Se há temas bonitos dos dEUS estão neste álbum, “Magic Hour” e “Instant Street”. Estes foram acompanhados pelo público na cumplicidade dos 20 anos de crescimento, deles e nossos. A subida do rugir das guitarras, tão característico no quinteto belga, que reverte a melodia tornando-a num crescente expurgar dos males. Ouvíamos no público alguém a pedir mais agitação, pois estava tudo demasiado tranquilo na sua opinião, e lá tocaram “Magdalena” para o fazer lembrar que este era um só álbum e não dava para dizer “toca aquela!”.

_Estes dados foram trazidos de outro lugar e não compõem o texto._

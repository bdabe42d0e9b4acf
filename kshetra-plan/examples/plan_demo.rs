//! Plan a route across the demo hazard field and render it to SVG.
//!
//! ```bash
//! cargo run --example plan_demo
//! open output/plan_demo.svg
//! ```

use std::path::Path;

use kshetra_plan::io::{SvgConfig, SvgVisualizer};
use kshetra_plan::{CostGrid, GridCoord, PathPlanner, RouteQuery};

fn main() -> Result<(), Box<dyn std::error::Error>> {
    tracing_subscriber::fmt()
        .with_env_filter(
            tracing_subscriber::EnvFilter::from_default_env()
                .add_directive("kshetra_plan=info".parse()?),
        )
        .init();

    let planner = PathPlanner::with_defaults();

    let query = RouteQuery {
        width: 40,
        height: 30,
        start: GridCoord::new(0, 0),
        goal: GridCoord::new(39, 29),
        hazards: Vec::new(),
        obstacle_threshold: None,
    };

    let plan = planner.plan_route(&query)?;
    println!(
        "Planned {} cells across {} hazards",
        plan.path.len(),
        plan.hazards.len()
    );

    for hazard in &plan.hazards {
        let level = hazard.severity_level();
        println!(
            "  hazard at ({:>2},{:>2}) r={} severity={:.2} [{}]",
            hazard.x,
            hazard.y,
            hazard.radius,
            hazard.severity,
            level.label()
        );
    }

    let grid = CostGrid::from_hazards(plan.width, plan.height, &plan.hazards)?;

    let out_dir = Path::new("output");
    std::fs::create_dir_all(out_dir)?;
    let svg_path = out_dir.join("plan_demo.svg");

    SvgVisualizer::new(grid, SvgConfig::default())
        .with_title("Demo Hazard Field")
        .with_hazards(plan.hazards)
        .with_route(plan.path)
        .save(&svg_path)?;

    println!("SVG saved to {:?}", svg_path);
    Ok(())
}
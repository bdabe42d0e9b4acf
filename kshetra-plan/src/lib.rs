//! # KshetraPlan
//!
//! Hazard-aware traversal cost grids and minimum-cost route planning.
//!
//! ## Overview
//!
//! KshetraPlan plans routes across a rectangular field containing point
//! hazards, each described by a center cell, an influence radius, and a
//! severity score:
//!
//! - **Cost grid** - Dense per-cell traversal costs rasterized from hazards
//! - **Soft obstacles** - Cells past a severity threshold are steeply
//!   penalized but never impassable
//! - **A\* search** - Deterministic best-first search over the 8-connected
//!   grid with a Euclidean heuristic
//! - **Relaxation fallback** - A single retry on a uniformly scaled grid
//!   when the primary search fails
//!
//! ## Quick Start
//!
//! ```rust
//! use kshetra_plan::{GridCoord, Hazard, PathPlanner, RouteQuery};
//!
//! let planner = PathPlanner::with_defaults();
//!
//! let query = RouteQuery {
//!     width: 40,
//!     height: 30,
//!     start: GridCoord::new(0, 0),
//!     goal: GridCoord::new(39, 29),
//!     hazards: vec![Hazard::new(10, 12, 2, 0.9)],
//!     obstacle_threshold: None,
//! };
//!
//! let plan = planner.plan_route(&query).unwrap();
//! println!("Route has {} cells", plan.path.len());
//! ```
//!
//! ## Coordinate System
//!
//! Cells are addressed by integer `(x, y)` with `0 <= x < width` and
//! `0 <= y < height`. Routes are 8-connected: consecutive cells differ by
//! at most 1 in each axis.

// Core types
pub mod core;

// Error types
pub mod error;

// Planner configuration
pub mod config;

// Deterministic demo hazard fields
pub mod field;

// Cost grids and route search
pub mod planning;

// SVG rendering of planned fields
pub mod io;

// Re-export commonly used types
pub use config::PlannerConfig;
pub use core::{GridCoord, Hazard, SeverityLevel};
pub use error::{PlanningError, Result};
pub use planning::{CostGrid, PathPlanner, RoutePlan, RouteQuery, BASE_COST};
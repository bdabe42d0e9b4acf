//! Core types shared across the planning stack.

use serde::{Deserialize, Serialize};

/// Integer cell coordinate on the traversal grid.
#[derive(Clone, Copy, Debug, PartialEq, Eq, Hash)]
pub struct GridCoord {
    /// Column index
    pub x: i32,
    /// Row index
    pub y: i32,
}

impl GridCoord {
    /// Create a new grid coordinate.
    pub fn new(x: i32, y: i32) -> Self {
        Self { x, y }
    }

    /// Euclidean distance to another coordinate.
    pub fn distance_to(&self, other: GridCoord) -> f32 {
        let dx = (other.x - self.x) as f32;
        let dy = (other.y - self.y) as f32;
        (dx * dx + dy * dy).sqrt()
    }

    /// Clamp the coordinate into `[0, width-1] x [0, height-1]`.
    pub fn clamped(&self, width: usize, height: usize) -> GridCoord {
        GridCoord {
            x: self.x.clamp(0, width as i32 - 1),
            y: self.y.clamp(0, height as i32 - 1),
        }
    }
}

/// A circular region of elevated traversal cost.
///
/// `radius` and `severity` may be omitted from serialized input; they
/// default to 2 cells and 0.8 so partially specified hazards stay usable.
/// Severity is conventionally in `[0, 1]` but is not enforced.
#[derive(Clone, Copy, Debug, PartialEq, Serialize, Deserialize)]
pub struct Hazard {
    /// Center column
    pub x: i32,

    /// Center row
    pub y: i32,

    /// Influence radius in cells
    #[serde(default = "default_radius")]
    pub radius: u32,

    /// Severity score, conventionally in `[0, 1]`
    #[serde(default = "default_severity")]
    pub severity: f32,
}

impl Hazard {
    /// Create a new hazard.
    pub fn new(x: i32, y: i32, radius: u32, severity: f32) -> Self {
        Self {
            x,
            y,
            radius,
            severity,
        }
    }

    /// Center cell of the hazard.
    pub fn center(&self) -> GridCoord {
        GridCoord::new(self.x, self.y)
    }

    /// Grade the hazard's severity into a display band.
    pub fn severity_level(&self) -> SeverityLevel {
        SeverityLevel::from_score(self.severity)
    }
}

fn default_radius() -> u32 {
    2
}

fn default_severity() -> f32 {
    0.8
}

/// Display band for a severity score.
///
/// Band edges (0.25 / 0.50 / 0.75) and colors match the grading used by
/// the detection side of the system. Grading never influences planning;
/// it only drives visualization and log output.
#[derive(Clone, Copy, Debug, PartialEq, Eq)]
pub enum SeverityLevel {
    /// Score below 0.25
    Low,
    /// Score in [0.25, 0.50)
    Moderate,
    /// Score in [0.50, 0.75)
    High,
    /// Score 0.75 and above
    Critical,
}

impl SeverityLevel {
    /// Grade a severity score into its band.
    pub fn from_score(score: f32) -> Self {
        if score < 0.25 {
            SeverityLevel::Low
        } else if score < 0.50 {
            SeverityLevel::Moderate
        } else if score < 0.75 {
            SeverityLevel::High
        } else {
            SeverityLevel::Critical
        }
    }

    /// Uppercase display label.
    pub fn label(&self) -> &'static str {
        match self {
            SeverityLevel::Low => "LOW",
            SeverityLevel::Moderate => "MODERATE",
            SeverityLevel::High => "HIGH",
            SeverityLevel::Critical => "CRITICAL",
        }
    }

    /// Display color (hex).
    pub fn color(&self) -> &'static str {
        match self {
            SeverityLevel::Low => "#16a34a",
            SeverityLevel::Moderate => "#f59e0b",
            SeverityLevel::High => "#f97316",
            SeverityLevel::Critical => "#ef4444",
        }
    }
}

#[cfg(test)]
mod tests {
    use super::*;

    #[test]
    fn test_distance() {
        let a = GridCoord::new(0, 0);
        let b = GridCoord::new(3, 4);
        assert!((a.distance_to(b) - 5.0).abs() < 1e-6);
    }

    #[test]
    fn test_clamped() {
        let c = GridCoord::new(-5, 100);
        let clamped = c.clamped(40, 30);
        assert_eq!(clamped, GridCoord::new(0, 29));

        let inside = GridCoord::new(10, 10).clamped(40, 30);
        assert_eq!(inside, GridCoord::new(10, 10));
    }

    #[test]
    fn test_hazard_field_defaults() {
        let hazard: Hazard = serde_json::from_str(r#"{"x": 10, "y": 12}"#).unwrap();
        assert_eq!(hazard.radius, 2);
        assert!((hazard.severity - 0.8).abs() < 1e-6);
    }

    #[test]
    fn test_severity_bands() {
        assert_eq!(SeverityLevel::from_score(0.1), SeverityLevel::Low);
        assert_eq!(SeverityLevel::from_score(0.25), SeverityLevel::Moderate);
        assert_eq!(SeverityLevel::from_score(0.6), SeverityLevel::High);
        assert_eq!(SeverityLevel::from_score(0.75), SeverityLevel::Critical);
        assert_eq!(SeverityLevel::from_score(2.0), SeverityLevel::Critical);
    }
}
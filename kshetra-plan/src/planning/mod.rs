//! Cost grids and route search.
//!
//! This module provides:
//! - Cost grid rasterization from point hazards with soft-obstacle shaping
//! - A* route search over the 8-connected grid
//! - The request-level planner with its single relaxation fallback

mod astar;
mod cost_grid;
mod planner;

pub use cost_grid::{CostGrid, BASE_COST, OBSTACLE_PENALTY, THRESHOLD_SPAN};
pub use planner::{PathPlanner, RoutePlan, RouteQuery};
//! Shared service state.

use std::sync::Arc;

use kshetra_plan::PathPlanner;

/// State passed into request handlers.
///
/// Constructed once at startup. The planner is immutable after
/// construction, so concurrent requests share it without coordination.
#[derive(Clone)]
pub struct AppState {
    pub planner: Arc<PathPlanner>,
}

impl AppState {
    /// Wrap a planner for sharing across handlers.
    pub fn new(planner: PathPlanner) -> Self {
        Self {
            planner: Arc::new(planner),
        }
    }
}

Os temas de “The Ideal Crash” terminaram com “Dream Sequence” e com ele a retirada dos nossos deuses. O regresso foi em grande e para fazer o gosto aos fãs que, no fundo, estavam com vontade que fossem a outros anos mais recentes. “Quatre Mains” o único tema em francês que cantaram e que tem um ritmo alucinante, num correr de estrofes quase sem pausas como quem declama uma prosa sem rima (“Following Sea” 2012). Voltaram a 2011 com “Constant Now”, do álbum “Keep you close” que teve honras de tour em 2012 em Lisboa. “The Arquitect”, outro hitt dos flamengos (Antuérpia) onde todas as vozes se conjugaram na perfeição e que fizeram desertar os bares do Coliseu.

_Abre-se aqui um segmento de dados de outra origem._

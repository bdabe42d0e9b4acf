//! Traversal cost grid rasterized from point hazards.
//!
//! Every cell starts at the base traversal cost. Each hazard adds a
//! severity-scaled contribution to the cells inside its influence radius;
//! overlapping hazards accumulate by summation. A threshold pass then
//! multiplies near-hazard cells into soft obstacles: strongly disfavored
//! but never impassable.

use crate::core::{GridCoord, Hazard};
use crate::error::{PlanningError, Result};

/// Base traversal cost of an unaffected cell.
pub const BASE_COST: f32 = 1.0;

/// Multiplier applied to cells past the soft-obstacle cutoff.
pub const OBSTACLE_PENALTY: f32 = 10.0;

/// Scale mapping the obstacle threshold into a cost cutoff:
/// cells above `BASE_COST + threshold * THRESHOLD_SPAN` are penalized.
pub const THRESHOLD_SPAN: f32 = 5.0;

/// Dense per-cell traversal cost surface.
///
/// Costs are stored row-major. The builder maintains the invariant that
/// every cell cost is at least [`BASE_COST`]: hazards only add cost.
#[derive(Clone, Debug)]
pub struct CostGrid {
    width: usize,
    height: usize,
    costs: Vec<f32>,
}

impl CostGrid {
    /// Create a grid with every cell at the base traversal cost.
    pub fn new(width: usize, height: usize) -> Result<Self> {
        if width == 0 || height == 0 {
            return Err(PlanningError::EmptyGrid { width, height });
        }
        Ok(Self {
            width,
            height,
            costs: vec![BASE_COST; width * height],
        })
    }

    /// Build a grid and rasterize every hazard into it.
    pub fn from_hazards(width: usize, height: usize, hazards: &[Hazard]) -> Result<Self> {
        let mut grid = Self::new(width, height)?;
        for hazard in hazards {
            grid.add_hazard(hazard);
        }
        Ok(grid)
    }

    /// Add one hazard's cost contribution.
    ///
    /// Every in-bounds cell within Euclidean distance `radius + 0.5` of the
    /// center receives `1.0 + severity * (1.0 + (radius - dist))`, so cost
    /// rises quickly toward the core. Centers outside the grid contribute
    /// to whatever part of their influence circle is in bounds.
    pub fn add_hazard(&mut self, hazard: &Hazard) {
        let reach = hazard.radius as i32 + 1;
        let influence = hazard.radius as f32 + 0.5;

        for dy in -reach..=reach {
            for dx in -reach..=reach {
                let cell = GridCoord::new(hazard.x + dx, hazard.y + dy);
                if !self.contains(cell) {
                    continue;
                }

                let dist = ((dx * dx + dy * dy) as f32).sqrt();
                if dist <= influence {
                    let add_cost = 1.0 + hazard.severity * (1.0 + (hazard.radius as f32 - dist));
                    let idx = self.index(cell);
                    self.costs[idx] += add_cost;
                }
            }
        }
    }

    /// Apply the soft-obstacle penalty.
    ///
    /// Cells whose cost exceeds `BASE_COST + threshold * THRESHOLD_SPAN`
    /// are multiplied by [`OBSTACLE_PENALTY`]. The result is expensive but
    /// finite, so a route through remains possible when no alternative
    /// exists.
    pub fn shape_obstacles(&mut self, threshold: f32) {
        let cutoff = BASE_COST + threshold * THRESHOLD_SPAN;
        for cost in &mut self.costs {
            if *cost > cutoff {
                *cost *= OBSTACLE_PENALTY;
            }
        }
    }

    /// A copy of the grid with every cost multiplied by `factor`.
    ///
    /// Used by the relaxation fallback. Uniform scaling preserves the
    /// relative ordering of path costs, so this cannot connect a goal that
    /// is genuinely unreachable.
    pub fn relaxed(&self, factor: f32) -> Self {
        Self {
            width: self.width,
            height: self.height,
            costs: self.costs.iter().map(|cost| cost * factor).collect(),
        }
    }

    /// Grid width in cells.
    pub fn width(&self) -> usize {
        self.width
    }

    /// Grid height in cells.
    pub fn height(&self) -> usize {
        self.height
    }

    /// Is the coordinate inside the grid?
    pub fn contains(&self, coord: GridCoord) -> bool {
        coord.x >= 0
            && coord.y >= 0
            && (coord.x as usize) < self.width
            && (coord.y as usize) < self.height
    }

    /// Traversal cost of a cell; out-of-bounds coordinates are infinitely
    /// expensive.
    pub fn cost(&self, coord: GridCoord) -> f32 {
        if !self.contains(coord) {
            return f32::INFINITY;
        }
        self.costs[self.index(coord)]
    }

    /// Highest cost in the grid.
    pub fn max_cost(&self) -> f32 {
        self.costs.iter().copied().fold(BASE_COST, f32::max)
    }

    fn index(&self, coord: GridCoord) -> usize {
        (coord.y as usize) * self.width + (coord.x as usize)
    }
}

#[cfg(test)]
mod tests {
    use super::*;

    #[test]
    fn test_base_grid() {
        let grid = CostGrid::new(10, 8).unwrap();
        assert_eq!(grid.width(), 10);
        assert_eq!(grid.height(), 8);
        for y in 0..8 {
            for x in 0..10 {
                assert_eq!(grid.cost(GridCoord::new(x, y)), BASE_COST);
            }
        }
    }

    #[test]
    fn test_empty_grid_rejected() {
        assert!(matches!(
            CostGrid::new(0, 30),
            Err(PlanningError::EmptyGrid { .. })
        ));
        assert!(matches!(
            CostGrid::new(40, 0),
            Err(PlanningError::EmptyGrid { .. })
        ));
    }

    #[test]
    fn test_single_hazard_contributions() {
        let hazard = Hazard::new(5, 5, 2, 1.0);
        let grid = CostGrid::from_hazards(12, 12, &[hazard]).unwrap();

        // Core contribution: 1 + 1.0 * (1 + (2 - 0)) = 4.0 over the base.
        let core = grid.cost(GridCoord::new(5, 5));
        assert!((core - BASE_COST - 4.0).abs() < 1e-5, "core = {core}");

        // Boundary cell at distance 2: contribution 1 + 1.0 * (1 + 0) = 2.0.
        let edge = grid.cost(GridCoord::new(7, 5));
        assert!((edge - BASE_COST - 2.0).abs() < 1e-5, "edge = {edge}");

        // Outside the influence radius the base cost is untouched.
        assert_eq!(grid.cost(GridCoord::new(9, 5)), BASE_COST);
    }

    #[test]
    fn test_overlapping_hazards_sum() {
        let a = Hazard::new(5, 5, 2, 0.5);
        let b = Hazard::new(6, 5, 2, 0.5);
        let grid = CostGrid::from_hazards(12, 12, &[a, b]).unwrap();

        let mut only_a = CostGrid::new(12, 12).unwrap();
        only_a.add_hazard(&a);
        let mut only_b = CostGrid::new(12, 12).unwrap();
        only_b.add_hazard(&b);

        let cell = GridCoord::new(5, 5);
        let expected = only_a.cost(cell) + only_b.cost(cell) - BASE_COST;
        assert!((grid.cost(cell) - expected).abs() < 1e-5);
    }

    #[test]
    fn test_costs_never_below_base() {
        let hazards = [
            Hazard::new(3, 3, 2, 1.0),
            Hazard::new(8, 4, 3, 0.4),
            Hazard::new(-2, 5, 2, 0.9),
        ];
        let mut grid = CostGrid::from_hazards(12, 10, &hazards).unwrap();
        grid.shape_obstacles(0.75);

        for y in 0..10 {
            for x in 0..12 {
                assert!(grid.cost(GridCoord::new(x, y)) >= BASE_COST);
            }
        }
    }

    #[test]
    fn test_shape_obstacles() {
        let hazard = Hazard::new(5, 5, 2, 1.0);
        let mut grid = CostGrid::from_hazards(12, 12, &[hazard]).unwrap();

        // Core cell cost is 5.0; default cutoff is 1 + 0.75 * 5 = 4.75.
        grid.shape_obstacles(0.75);
        assert!((grid.cost(GridCoord::new(5, 5)) - 50.0).abs() < 1e-4);

        // The distance-2 boundary cell (cost 3.0) stays below the cutoff.
        assert!((grid.cost(GridCoord::new(7, 5)) - 3.0).abs() < 1e-5);
    }

    #[test]
    fn test_offgrid_hazard_clipped() {
        let hazard = Hazard::new(-1, 0, 2, 1.0);
        let grid = CostGrid::from_hazards(8, 8, &[hazard]).unwrap();

        // In-bounds part of the influence circle is affected.
        assert!(grid.cost(GridCoord::new(0, 0)) > BASE_COST);
        // Far cells are untouched.
        assert_eq!(grid.cost(GridCoord::new(6, 6)), BASE_COST);
    }

    #[test]
    fn test_relaxed_scales_uniformly() {
        let hazard = Hazard::new(4, 4, 2, 1.0);
        let grid = CostGrid::from_hazards(10, 10, &[hazard]).unwrap();
        let relaxed = grid.relaxed(0.5);

        for y in 0..10 {
            for x in 0..10 {
                let cell = GridCoord::new(x, y);
                assert!((relaxed.cost(cell) - grid.cost(cell) * 0.5).abs() < 1e-6);
            }
        }
    }

    #[test]
    fn test_out_of_bounds_cost() {
        let grid = CostGrid::new(5, 5).unwrap();
        assert_eq!(grid.cost(GridCoord::new(-1, 0)), f32::INFINITY);
        assert_eq!(grid.cost(GridCoord::new(5, 0)), f32::INFINITY);
    }
}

Um agradecimento sentido por todos estes anos (“it´s so simple as that”) e a magnífica “Nothing Really Ends” numa homenagem a Portugal. Uma despedida triunfal em que ficámos a cantar baixinho “I take it all from you” e embalados pelo violino de Klaas Janzoons. “Lisboa, coração, obrigada! Tchau, até já!” E será certamente um “até já” não fossem os dEUS a nossa banda há mais de 20 anos! Obrigada dEUS por estas (quase) três décadas de amor.